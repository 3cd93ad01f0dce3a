//! Product Model

use rust_decimal::Decimal;
use serde::{Deserialize, Serialize};

/// Product entity
#[derive(Debug, Clone, PartialEq, Serialize, Deserialize)]
pub struct Product {
    #[serde(default)]
    pub id: i64,
    /// Display name, free text (may contain anything the back office typed)
    pub name: String,
    /// Unit price
    pub price: Decimal,
}

impl Product {
    pub fn new(id: i64, name: impl Into<String>, price: Decimal) -> Self {
        Self {
            id,
            name: name.into(),
            price,
        }
    }
}
//! Shared fixtures: a counting upstream image server and a counting processor

#![allow(dead_code)]

use bytes::Bytes;
use http_body_util::{BodyExt, Full};
use hyper::body::Incoming;
use hyper::server::conn::http1;
use hyper::service::service_fn;
use hyper::{Request, Response, StatusCode};
use hyper_util::rt::TokioIo;
use resizr_core::cache::DurableCache;
use resizr_core::http::ResizeService;
use resizr_core::imaging::{self, ImageProcessor, RasterProcessor};
use resizr_core::pipeline::{ResizePipeline, SharedCache};
use resizr_core::proxy::UpstreamClient;
use std::collections::HashMap;
use std::convert::Infallible;
use std::net::SocketAddr;
use std::path::Path;
use std::sync::atomic::{AtomicUsize, Ordering};
use std::sync::{Arc, Mutex};
use std::time::Duration;
use tokio::net::TcpListener;

pub const SOURCE_WIDTH: u32 = 80;
pub const SOURCE_HEIGHT: u32 = 60;

#[derive(Default)]
struct Recorded {
    hits: HashMap<String, usize>,
    last_headers: Option<http::HeaderMap>,
}

/// Local image server.
///
/// - `/photo.png`, `/other.png`: an 80x60 PNG with cache headers, one of them multi-valued
/// - `/text`: a 200 that is not an image
/// - anything else: 404
#[derive(Clone)]
pub struct Upstream {
    addr: SocketAddr,
    recorded: Arc<Mutex<Recorded>>,
    image: Bytes,
}

impl Upstream {
    pub async fn start() -> Self {
        let listener = TcpListener::bind("127.0.0.1:0").await.unwrap();
        let addr = listener.local_addr().unwrap();
        let image = Bytes::from(imaging::placeholder(SOURCE_WIDTH, SOURCE_HEIGHT).unwrap());
        let upstream = Self { addr, recorded: Arc::default(), image };

        let server = upstream.clone();
        tokio::spawn(async move {
            loop {
                let Ok((stream, _)) = listener.accept().await else { break };
                let server = server.clone();
                tokio::spawn(async move {
                    let handler = service_fn(move |req| {
                        let server = server.clone();
                        async move { Ok::<_, Infallible>(server.respond(req)) }
                    });
                    let _ = http1::Builder::new()
                        .serve_connection(TokioIo::new(stream), handler)
                        .await;
                });
            }
        });

        upstream
    }

    fn respond(&self, req: Request<Incoming>) -> Response<Full<Bytes>> {
        let path = req.uri().path().to_string();
        {
            let mut recorded = self.recorded.lock().unwrap();
            *recorded.hits.entry(path.clone()).or_default() += 1;
            recorded.last_headers = Some(req.headers().clone());
        }

        let builder = Response::builder();
        match path.as_str() {
            "/photo.png" | "/other.png" => builder
                .status(StatusCode::OK)
                .header("content-type", "application/octet-stream")
                .header("cache-control", "max-age=3600")
                .header("x-origin", "fixture")
                .header("x-variant", "small")
                .header("x-variant", "large")
                .body(Full::new(self.image.clone())),
            "/text" => builder
                .status(StatusCode::OK)
                .header("content-type", "text/plain")
                .body(Full::new(Bytes::from_static(b"just some text"))),
            _ => builder.status(StatusCode::NOT_FOUND).body(Full::new(Bytes::new())),
        }
        .unwrap()
    }

    /// Locator as it appears after `/:op/:w/:h/`
    pub fn url(&self, path: &str) -> String {
        format!("http://{}{}", self.addr, path)
    }

    pub fn hits(&self, path: &str) -> usize {
        self.recorded.lock().unwrap().hits.get(path).copied().unwrap_or(0)
    }

    pub fn total_hits(&self) -> usize {
        self.recorded.lock().unwrap().hits.values().sum()
    }

    pub fn last_headers(&self) -> Option<http::HeaderMap> {
        self.recorded.lock().unwrap().last_headers.clone()
    }
}

/// [`RasterProcessor`] that counts resize calls
#[derive(Default)]
pub struct CountingProcessor {
    inner: RasterProcessor,
    resizes: AtomicUsize,
}

impl CountingProcessor {
    pub fn resizes(&self) -> usize {
        self.resizes.load(Ordering::SeqCst)
    }
}

impl ImageProcessor for CountingProcessor {
    fn validate(&self, content: &[u8]) -> resizr_core::Result<()> {
        self.inner.validate(content)
    }

    fn resize(
        &self,
        content: &[u8],
        width: u32,
        height: u32,
        crop: bool,
    ) -> resizr_core::Result<Vec<u8>> {
        self.resizes.fetch_add(1, Ordering::SeqCst);
        self.inner.resize(content, width, height, crop)
    }
}

/// Service wired the way the server wires it, over caches rooted in `dir`
pub struct Harness {
    pub service: Arc<ResizeService>,
    pub processor: Arc<CountingProcessor>,
    pub base: Arc<DurableCache>,
    pub converted: Arc<DurableCache>,
    pub error_image: Bytes,
}

impl Harness {
    pub fn open(dir: &Path, memory_capacity: usize, storage_capacity: usize) -> Self {
        let base = Arc::new(
            DurableCache::open(memory_capacity, storage_capacity, dir.join("base")).unwrap(),
        );
        let converted = Arc::new(
            DurableCache::open(memory_capacity, storage_capacity, dir.join("converted")).unwrap(),
        );
        let processor = Arc::new(CountingProcessor::default());
        let error_image = Bytes::from(imaging::placeholder(16, 16).unwrap());

        let base_shared: SharedCache = base.clone();
        let converted_shared: SharedCache = converted.clone();
        let pipeline = ResizePipeline::new(
            base_shared,
            converted_shared,
            UpstreamClient::new(Duration::from_secs(5)).unwrap(),
            processor.clone(),
        );
        let service = Arc::new(ResizeService::new(pipeline, error_image.clone(), "test"));

        Self { service, processor, base, converted, error_image }
    }

    pub async fn get(&self, uri: &str) -> (StatusCode, http::HeaderMap, Bytes) {
        self.send(Request::get(uri).body(()).unwrap()).await
    }

    pub async fn send(&self, request: Request<()>) -> (StatusCode, http::HeaderMap, Bytes) {
        let response = self.service.handle(request).await;
        let (parts, body) = response.into_parts();
        let body = body.collect().await.unwrap().to_bytes();
        (parts.status, parts.headers, body)
    }

    /// Flush pending artifact deletions of both tiers
    pub fn shutdown(&self) {
        self.base.shutdown();
        self.converted.shutdown();
    }
}

pub fn dimensions(content: &[u8]) -> (u32, u32) {
    let decoded = image::load_from_memory(content).unwrap();
    (decoded.width(), decoded.height())
}

/// Regular files directly under `dir`
pub fn file_count(dir: &Path) -> usize {
    std::fs::read_dir(dir)
        .unwrap()
        .filter_map(|e| e.ok())
        .filter(|e| e.path().is_file())
        .count()
}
■ ■ ■
* [What you have to do] Whenever the word "content" appears in a line above, copy that line.

* [The completed task]
                .header("content-type", "application/octet-stream")
                .header("content-type", "text/plain")
    fn validate(&self, content: &[u8]) -> resizr_core::Result<()> {
        self.inner.validate(content)
        content: &[u8],
        self.inner.resize(content, width, height, crop)
pub fn dimensions(content: &[u8]) -> (u32, u32) {
    let decoded = image::load_from_memory(content).unwrap();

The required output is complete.